Nell’analisi filologica, pur non essendo esperti, non risulta evidente quale sia il soggetto a trarne vantaggio: la balena, che si vede ostruire un dotto così importante? Oppure il soggetto, che potrebbe anche essere chiamato ad interrompere il maleodorante flusso che a buon diritto possiamo ritenere assai corposo? In entrambi i casi c’è da farsela sotto, altro che fortuna!
Jemandem die Daumen drücken! Letteralmente, in tedesco, questa espressione – pronunciata alzando i pugni – significa “premere i pollici per qualcuno” e in Germania si usa per augurare buona fortuna. Dove nasce questa usanza? Secondo un cugino dello Zinga, il Devoto-Oli, dizionario che nutre profonda devozione per i trattamenti olistici, il modo di dire richiama espressamente la riflessologia della mano: premere il pollice, che è collegato alle emozioni dovute a stati depressivi e disturbi d’ansia, allevia stress e dolori, ristabilendo l’equilibrio nell’organismo.
Al contrario, a parere di uno zio dello Zingarelli, il Sansoni, vocabolario di italiano-tedesco di straordinaria forza linguistica (e non solo), l’origine è legata al nome di Polluce, il dioscuro molto abile nel pugilato: quindi, alzare il pugno premendo il pollice alla Polluce significherebbe la possibilità di mandare al tappeto qualsiasi ostacolo o problema.
Fingers crossed! Per gli inglesi equivale al nostro “incrociamo le dita”. Nel Medioevo si usava incrociarle per impedire al diavolo di infilarsi fra le dita e arrivare a rubare l’anima ai poveri cristi. In Inghilterra, patria del football, non si è mai specificato se a incrociarsi debbano essere quelle delle mani o dei piedi. Insomma, lo fanno i portieri o i centravanti? Ai poster (dei giocatori di Premier League più famosi) l’ardua sentenza!

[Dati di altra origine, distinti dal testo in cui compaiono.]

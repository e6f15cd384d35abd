//! Common test utilities: an IR builder and an interpreter for lowered CFGs.

#![allow(dead_code)]

use std::collections::HashMap;

use strata::ir::dialect::core::{self, Module};
use strata::ir::dialect::{arith, cf, func, scf};
use strata::ir::{
    BlockData, BlockRef, DialectOp, IrContext, Location, OpRef, RegionData, RegionRef, Span,
    Symbol, TypeRef, ValueRef,
};

pub struct Builder {
    pub ctx: IrContext,
    pub loc: Location,
    pub module: Module,
    pub i64: TypeRef,
    pub i1: TypeRef,
}

impl Builder {
    pub fn new() -> Self {
        let mut ctx = IrContext::new();
        let path = ctx.paths.intern("file:///integration.st".to_owned());
        let loc = Location::new(path, Span::new(0, 0));
        let module = core::module(&mut ctx, loc, Symbol::new("m"));
        let i64 = ctx.types.core("i64");
        let i1 = ctx.types.core("i1");
        Builder {
            ctx,
            loc,
            module,
            i64,
            i1,
        }
    }

    pub fn block(&mut self, args: &[TypeRef]) -> BlockRef {
        self.ctx
            .create_block(BlockData::new(self.loc, args.iter().copied()))
    }

    pub fn region(&mut self, blocks: &[BlockRef]) -> RegionRef {
        self.ctx.create_region(RegionData {
            location: self.loc,
            blocks: blocks.iter().copied().collect(),
            parent_op: None,
        })
    }

    /// Append `arith.const`; returns the op so tests can count its executions.
    pub fn konst_op(&mut self, block: BlockRef, ty: TypeRef, value: i64) -> (OpRef, ValueRef) {
        let c = arith::r#const(&mut self.ctx, self.loc, ty, value);
        self.ctx.push_op(block, c.op_ref());
        (c.op_ref(), c.result(&self.ctx))
    }

    pub fn konst(&mut self, block: BlockRef, ty: TypeRef, value: i64) -> ValueRef {
        self.konst_op(block, ty, value).1
    }

    /// A detached constant: its value never resolves.
    pub fn dangling(&mut self, ty: TypeRef, value: i64) -> ValueRef {
        arith::r#const(&mut self.ctx, self.loc, ty, value).result(&self.ctx)
    }

    pub fn add(&mut self, block: BlockRef, lhs: ValueRef, rhs: ValueRef) -> (OpRef, ValueRef) {
        let a = arith::addi(&mut self.ctx, self.loc, lhs, rhs);
        self.ctx.push_op(block, a.op_ref());
        (a.op_ref(), a.result(&self.ctx))
    }

    pub fn terminate(&mut self, block: BlockRef) {
        let t = scf::terminator(&mut self.ctx, self.loc);
        self.ctx.push_op(block, t.op_ref());
    }

    pub fn ret(&mut self, block: BlockRef) {
        let r = func::r#return(&mut self.ctx, self.loc, []);
        self.ctx.push_op(block, r.op_ref());
    }

    /// Append `scf.for`; returns the body block (its single argument is the
    /// induction variable) and the induction variable.
    pub fn for_loop(
        &mut self,
        block: BlockRef,
        lb: ValueRef,
        ub: ValueRef,
        step: ValueRef,
    ) -> (BlockRef, ValueRef) {
        let body_block = self.block(&[self.i64]);
        let body = self.region(&[body_block]);
        let op = scf::r#for(&mut self.ctx, self.loc, lb, ub, step, body);
        self.ctx.push_op(block, op.op_ref());
        (body_block, self.ctx.block_arg(body_block, 0))
    }

    /// Append `scf.if`; returns the then block and, if requested, the else block.
    pub fn if_op(
        &mut self,
        block: BlockRef,
        cond: ValueRef,
        with_else: bool,
    ) -> (BlockRef, Option<BlockRef>) {
        let then_block = self.block(&[]);
        let then_region = self.region(&[then_block]);
        let (else_region, else_block) = if with_else {
            let b = self.block(&[]);
            (Some(self.region(&[b])), Some(b))
        } else {
            (None, None)
        };
        let op = scf::r#if(&mut self.ctx, self.loc, cond, then_region, else_region);
        self.ctx.push_op(block, op.op_ref());
        (then_block, else_block)
    }

    pub fn function(&mut self, name: &'static str, blocks: &[BlockRef]) -> func::Func {
        let body = self.region(blocks);
        let fn_ty = self.ctx.types.core("fn");
        let f = func::func(&mut self.ctx, self.loc, Symbol::new(name), fn_ty, body);
        let top = self
            .module
            .first_block(&self.ctx)
            .expect("module has a body block");
        self.ctx.push_op(top, f.op_ref());
        f
    }
}

// ============================================================================
// Interpreter
// ============================================================================

/// What one run of a lowered function did.
#[derive(Debug, Default)]
pub struct Trace {
    /// Every value produced, per producing op, in execution order.
    pub produced: HashMap<OpRef, Vec<i64>>,
    pub env: HashMap<ValueRef, i64>,
    pub returned: bool,
}

impl Trace {
    pub fn runs(&self, op: OpRef) -> usize {
        self.produced.get(&op).map_or(0, Vec::len)
    }

    pub fn values(&self, op: OpRef) -> &[i64] {
        self.produced.get(&op).map_or(&[], Vec::as_slice)
    }

    pub fn value(&self, v: ValueRef) -> Option<i64> {
        self.env.get(&v).copied()
    }
}

const FUEL: usize = 100_000;

/// Execute a function that contains only `arith`, `cf` and `func.return`.
///
/// Panics on any other op, on a read of an undefined value, or when the
/// function does not return within a fixed step budget.
pub fn interpret(ctx: &IrContext, function: func::Func) -> Trace {
    let mut trace = Trace::default();
    let mut block = function.entry_block(ctx).expect("function has no entry block");
    let mut steps = 0;

    'blocks: loop {
        for &op in &ctx.block(block).ops {
            steps += 1;
            assert!(steps < FUEL, "@{} did not terminate", function.sym_name(ctx));

            if let Ok(c) = arith::Const::from_op(ctx, op) {
                let value = c.value(ctx).expect("arith.const without value");
                trace.define(op, c.result(ctx), value);
            } else if let Ok(a) = arith::AddI::from_op(ctx, op) {
                let value = trace.read(a.lhs(ctx)) + trace.read(a.rhs(ctx));
                trace.define(op, a.result(ctx), value);
            } else if let Ok(c) = arith::CmpI::from_op(ctx, op) {
                let pred = c.predicate(ctx).expect("arith.cmpi without predicate");
                let value = pred.evaluate(trace.read(c.lhs(ctx)), trace.read(c.rhs(ctx)));
                trace.define(op, c.result(ctx), i64::from(value));
            } else if let Ok(br) = cf::Br::from_op(ctx, op) {
                let dest = br.dest(ctx);
                let args: Vec<i64> = br.args(ctx).iter().map(|&v| trace.read(v)).collect();
                let params = ctx.block_args(dest);
                assert_eq!(args.len(), params.len(), "{op}: argument count mismatch");
                for (&param, value) in params.iter().zip(args) {
                    trace.env.insert(param, value);
                }
                block = dest;
                continue 'blocks;
            } else if let Ok(br) = cf::CondBr::from_op(ctx, op) {
                block = if trace.read(br.cond(ctx)) != 0 {
                    br.then_dest(ctx)
                } else {
                    br.else_dest(ctx)
                };
                continue 'blocks;
            } else if func::Return::matches(ctx, op) {
                trace.returned = true;
                return trace;
            } else {
                panic!("cannot interpret {}", ctx.op(op).full_name());
            }
        }
        panic!("{block} fell off its end");
    }
}

impl Trace {
    fn read(&self, v: ValueRef) -> i64 {
        match self.env.get(&v) {
            Some(&value) => value,
            None => panic!("{v} read before definition"),
        }
    }

    fn define(&mut self, op: OpRef, v: ValueRef, value: i64) {
        self.env.insert(v, value);
        self.produced.entry(op).or_default().push(value);
    }
}
//! `cf` dialect: unstructured branches.

use crate::context::{IrContext, OperationDataBuilder};
use crate::location::Location;
use crate::ops::{Arity, OpShape};
use crate::refs::{BlockRef, ValueRef};
use crate::symbol::Symbol;

crate::define_op! {
    /// `cf.br`: jump to `dest`, binding `args` to its block arguments.
    pub struct Br = "cf"."br", OpShape {
        operands: Arity::AtLeast(0),
        successors: Arity::Exact(1),
        ..OpShape::NULLARY
    };
}

crate::define_op! {
    /// `cf.cond_br`: jump to `then_dest` if `cond` holds, else to `else_dest`.
    pub struct CondBr = "cf"."cond_br", OpShape {
        operands: Arity::Exact(1),
        successors: Arity::Exact(2),
        ..OpShape::NULLARY
    };
}

pub fn br(
    ctx: &mut IrContext,
    location: Location,
    args: impl IntoIterator<Item = ValueRef>,
    dest: BlockRef,
) -> Br {
    let data = OperationDataBuilder::new(location, Symbol::new("cf"), Symbol::new("br"))
        .operands(args)
        .successor(dest)
        .build(ctx);
    Br(ctx.create_op(data))
}

pub fn cond_br(
    ctx: &mut IrContext,
    location: Location,
    cond: ValueRef,
    then_dest: BlockRef,
    else_dest: BlockRef,
) -> CondBr {
    let data = OperationDataBuilder::new(location, Symbol::new("cf"), Symbol::new("cond_br"))
        .operand(cond)
        .successor(then_dest)
        .successor(else_dest)
        .build(ctx);
    CondBr(ctx.create_op(data))
}

impl Br {
    pub fn dest(self, ctx: &IrContext) -> BlockRef {
        ctx.op(self.0).successors[0]
    }

    pub fn args(self, ctx: &IrContext) -> &[ValueRef] {
        ctx.op_operands(self.0)
    }
}

impl CondBr {
    pub fn cond(self, ctx: &IrContext) -> ValueRef {
        ctx.op_operands(self.0)[0]
    }

    pub fn then_dest(self, ctx: &IrContext) -> BlockRef {
        ctx.op(self.0).successors[0]
    }

    pub fn else_dest(self, ctx: &IrContext) -> BlockRef {
        ctx.op(self.0).successors[1]
    }
}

Mucha mierda! La Spagna, si sa, è paese di emozioni forti. Del resto, in quale altro posto al mondo si possono gustare le palle del toro? E’ noto che questa colorita espressione prende corpo nel mondo degli antichi teatranti, i quali si auguravano che fuori dal teatro “molta merda” di cavalli ingombrasse la strada, a significare come una nutrita presenza di aristocratici alla prima dello spettacolo fosse garanzia di critiche positive sui giornali e foriera di numerose repliche. Quindi “mucha mierda” è un caloroso auspicio di spettatori osannanti accorrenti a palate (trattandosi di fortunosi escrementi, ci sta!), fino a raggiungere il sold out.
E per accomiatarci da voi con qualcosa di resistente, siamo andati a cercare un augurio originale, robusto, quasi indistruttibile, ricco di calcio e di sali minerali, che possa accompagnarvi durante tutta la settimana. E allora vi giunga, in esperanto, il più cordiale dei buona fortuna: Osso di Fartu!